Nous voyons donc combien le jury, mais aussi la critique d’art sont déterminants dans la destinée des artistes.


II - Littérature et peinture dialoguent sur le thème naturaliste

A. La relation texte /image

Degas « L’Absinthe »
Degas « Les Repasseuses »
Manet « Nana »

« L’Assommoir » parait en 1877 et Zola déclare s’être inspiré du tableau de Degas d’abord intitulé « Dans un Café », puis « L’absinthe ».
« Les Repasseuses » répondent à l’intérêt porté par Degas au travail des femmes et à la condition sociale du peuple parisien bien observée par Zola dans le personnage de Gervaise.
Manet imagine le personnage de Nana, fille de Gervaise et de Coupeau décrit dans l’Assommoir.
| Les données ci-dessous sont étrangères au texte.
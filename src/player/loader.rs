use super::types::PlayerRecord;
use csv::{ReaderBuilder, Trim};
use std::fs::File;
use std::io::Read;
use std::path::{Path, PathBuf};
use tracing::{debug, info, warn};

#[derive(Debug, thiserror::Error)]
pub enum LoadError {
    #[error("no input files given")]
    NoInputs,

    #[error("invalid input pattern '{pattern}': {source}")]
    Pattern {
        pattern: String,
        source: glob::PatternError,
    },

    #[error("no files match '{pattern}'")]
    NoMatches { pattern: String },

    #[error("failed to read file {path}: {source}")]
    Io {
        path: String,
        source: std::io::Error,
    },

    #[error("CSV error in {path}: {source}")]
    Csv { path: String, source: csv::Error },
}

/// Players read from one or more input tables.
#[derive(Debug, Default)]
pub struct LoadedPlayers {
    pub players: Vec<PlayerRecord>,
    /// Rows that could not be deserialized and were skipped
    pub skipped_rows: usize,
    pub sources: Vec<PathBuf>,
}

/// Expand input arguments into concrete file paths.
///
/// Arguments containing glob metacharacters are expanded and sorted; plain
/// paths are passed through as-is so a missing file surfaces as an I/O error
/// naming it.
pub fn resolve_inputs(patterns: &[String]) -> Result<Vec<PathBuf>, LoadError> {
    if patterns.is_empty() {
        return Err(LoadError::NoInputs);
    }

    let mut paths = Vec::new();
    for pattern in patterns {
        if !pattern.contains(['*', '?', '[']) {
            paths.push(PathBuf::from(pattern));
            continue;
        }

        let entries = glob::glob(pattern).map_err(|source| LoadError::Pattern {
            pattern: pattern.clone(),
            source,
        })?;
        let mut matched: Vec<PathBuf> = entries
            .filter_map(|entry| match entry {
                Ok(path) => Some(path),
                Err(e) => {
                    warn!("skipping unreadable match for '{}': {}", pattern, e);
                    None
                }
            })
            .collect();

        if matched.is_empty() {
            return Err(LoadError::NoMatches {
                pattern: pattern.clone(),
            });
        }
        matched.sort();
        paths.extend(matched);
    }
    Ok(paths)
}

/// Load and concatenate every input table, in order.
pub fn load_players(paths: &[PathBuf]) -> Result<LoadedPlayers, LoadError> {
    let mut loaded = LoadedPlayers::default();

    for path in paths {
        let (players, skipped) = load_players_from_path(path)?;
        info!("Loaded {} players from {}", players.len(), path.display());
        loaded.players.extend(players);
        loaded.skipped_rows += skipped;
        loaded.sources.push(path.clone());
    }

    Ok(loaded)
}

fn load_players_from_path(path: &Path) -> Result<(Vec<PlayerRecord>, usize), LoadError> {
    let file = File::open(path).map_err(|source| LoadError::Io {
        path: path.display().to_string(),
        source,
    })?;
    load_players_from_reader(file).map_err(|source| LoadError::Csv {
        path: path.display().to_string(),
        source,
    })
}

/// Parse a player table. Malformed rows are logged and skipped; only a
/// broken header fails the whole table.
pub fn load_players_from_reader<R: Read>(
    rdr: R,
) -> Result<(Vec<PlayerRecord>, usize), csv::Error> {
    let mut reader = ReaderBuilder::new().trim(Trim::All).from_reader(rdr);
    reader.headers()?;

    let mut players = Vec::new();
    let mut skipped = 0;
    for (index, result) in reader.deserialize::<PlayerRecord>().enumerate() {
        match result {
            Ok(player) => players.push(player),
            Err(e) => {
                // Row numbers are 1-based and count the header line
                warn!("skipping malformed player row {}: {}", index + 2, e);
                skipped += 1;
            }
        }
    }
    debug!("Parsed {} rows ({} skipped)", players.len() + skipped, skipped);
    Ok((players, skipped))
}

#[cfg(test)]
mod tests {
    use super::*;
    use std::io::Write;

    const SAMPLE: &str = "\
player_id,full_name,primary_pos,height_in,weight_lb,forty_time,draft_pick,pro_bowls,all_pros,hof_flag,total_career_games
00-001,Tom Brady,QB,76,225,5.28,199,15,3,True,335
00-002,Jerry Rice,WR,74,200,4.59,16,13,10,True,303
00-003,Practice Squad,WR,,,,999,0,0,False,2
";

    #[test]
    fn test_load_from_reader() {
        let (players, skipped) = load_players_from_reader(SAMPLE.as_bytes()).unwrap();
        assert_eq!(skipped, 0);
        assert_eq!(players.len(), 3);

        let brady = &players[0];
        assert_eq!(brady.player_id, "00-001");
        assert_eq!(brady.primary_pos.as_deref(), Some("QB"));
        assert_eq!(brady.forty_time, Some(5.28));
        assert_eq!(brady.hof_flag, Some(true));

        let squad = &players[2];
        assert!(squad.height_in.is_none());
        assert_eq!(squad.draft_pick, Some(999.0));
        assert_eq!(squad.hof_flag, Some(false));
    }

    #[test]
    fn test_missing_columns_read_as_none() {
        let csv = "player_id,full_name,primary_pos\n00-001,Ed Reed,S\n";
        let (players, _) = load_players_from_reader(csv.as_bytes()).unwrap();
        assert_eq!(players.len(), 1);
        assert!(players[0].career_passing_yards.is_none());
        assert!(players[0].hof_flag.is_none());
    }

    #[test]
    fn test_fields_are_trimmed() {
        let csv = "player_id,full_name,primary_pos,pro_bowls\n 00-001 , Ray Lewis , MLB , 13 \n";
        let (players, _) = load_players_from_reader(csv.as_bytes()).unwrap();
        assert_eq!(players[0].player_id, "00-001");
        assert_eq!(players[0].primary_pos.as_deref(), Some("MLB"));
        assert_eq!(players[0].pro_bowls, Some(13.0));
    }

    #[test]
    fn test_malformed_row_is_skipped() {
        let csv = "\
player_id,full_name,primary_pos,pro_bowls,hof_flag
00-001,Good Row,QB,3,False
00-002,Bad Number,QB,many,False
00-003,Bad Flag,QB,1,maybe
00-004,Another Good Row,QB,0,
";
        let (players, skipped) = load_players_from_reader(csv.as_bytes()).unwrap();
        assert_eq!(skipped, 2);
        assert_eq!(players.len(), 2);
        assert_eq!(players[1].player_id, "00-004");
        assert!(players[1].hof_flag.is_none());
    }

    #[test]
    fn test_resolve_inputs_empty() {
        assert!(matches!(resolve_inputs(&[]), Err(LoadError::NoInputs)));
    }

    #[test]
    fn test_resolve_plain_path_passes_through() {
        let paths = resolve_inputs(&["does/not/exist.csv".to_string()]).unwrap();
        assert_eq!(paths, vec![PathBuf::from("does/not/exist.csv")]);
    }

    #[test]
    fn test_resolve_glob_without_matches() {
        let dir = tempfile::tempdir().unwrap();
        let pattern = dir.path().join("*.csv").display().to_string();
        assert!(matches!(
            resolve_inputs(&[pattern]),
            Err(LoadError::NoMatches { .. })
        ));
    }

    #[test]
    fn test_load_multiple_files_concatenates() {
        let dir = tempfile::tempdir().unwrap();
        let modern = dir.path().join("a_modern.csv");
        let historical = dir.path().join("b_historical.csv");
        std::fs::File::create(&modern)
            .unwrap()
            .write_all(SAMPLE.as_bytes())
            .unwrap();
        std::fs::File::create(&historical)
            .unwrap()
            .write_all(b"player_id,full_name,primary_pos,hof_flag\nH-001,Jim Brown,FB,1\n")
            .unwrap();

        let pattern = dir.path().join("*.csv").display().to_string();
        let paths = resolve_inputs(&[pattern]).unwrap();
        assert_eq!(paths, vec![modern, historical]);

        let loaded = load_players(&paths).unwrap();
        assert_eq!(loaded.players.len(), 4);
        assert_eq!(loaded.players[3].full_name, "Jim Brown");
        assert_eq!(loaded.sources.len(), 2);
    }

    #[test]
    fn test_load_missing_file_is_io_error() {
        let result = load_players(&[PathBuf::from("/nonexistent/players.csv")]);
        assert!(matches!(result, Err(LoadError::Io { .. })));
    }
}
Zola consacrera par la suite tout un roman au personnage de « Nana ».
Les disciplines se répondent car le temps est à l’observation de la réalité.

B. Lecture de l’image autour de « l’assommoir »

« L’Assommoir” : c’est à la suite de sa parution en 1877 que la critique annonce la naissance d’une école « naturaliste ». Le roman a pour titre le nom d’un cabaret populaire, doté d’un alambic. Zola y aborde, à travers le couple Gervaise, la blanchisseuse et Coupeau, l’ouvrier zingueur, le problème de l’alcoolisme. Son langage cru scandalise d’aucuns, mais n’empêche pas le roman de connaitre un très grand succès. Il parait sous forme de feuilletons et est mis en scène au théâtre.

1. En guise de résumé, lecture d’une affiche
Affiche d’une tournée théâtrale de L’Assommoir drame en cinq actes et huit tableaux de William Busnach et Octave Gastineau.- Paris : Charpentier, 1881 suivie de la préface de Zola.

Consignes possibles :

Reconnaissez-vous des épisodes du roman dans ces vignettes ? (Assommoir, lavoir, chute de Coupeau…).
Reconstituez d’après ces illustrations un résumé de « L’Assommoir » en vous aidant de la préface de Zola :

Voir la préface qu’Émile Zola a donnée :
Texte établi sur un exemplaire (coll. part.) de l’édition de la Typographie Bernouard, Paris 1927-1929, des œuvres complètes de Zola, volume 50 : Mélanges, préfaces et discours.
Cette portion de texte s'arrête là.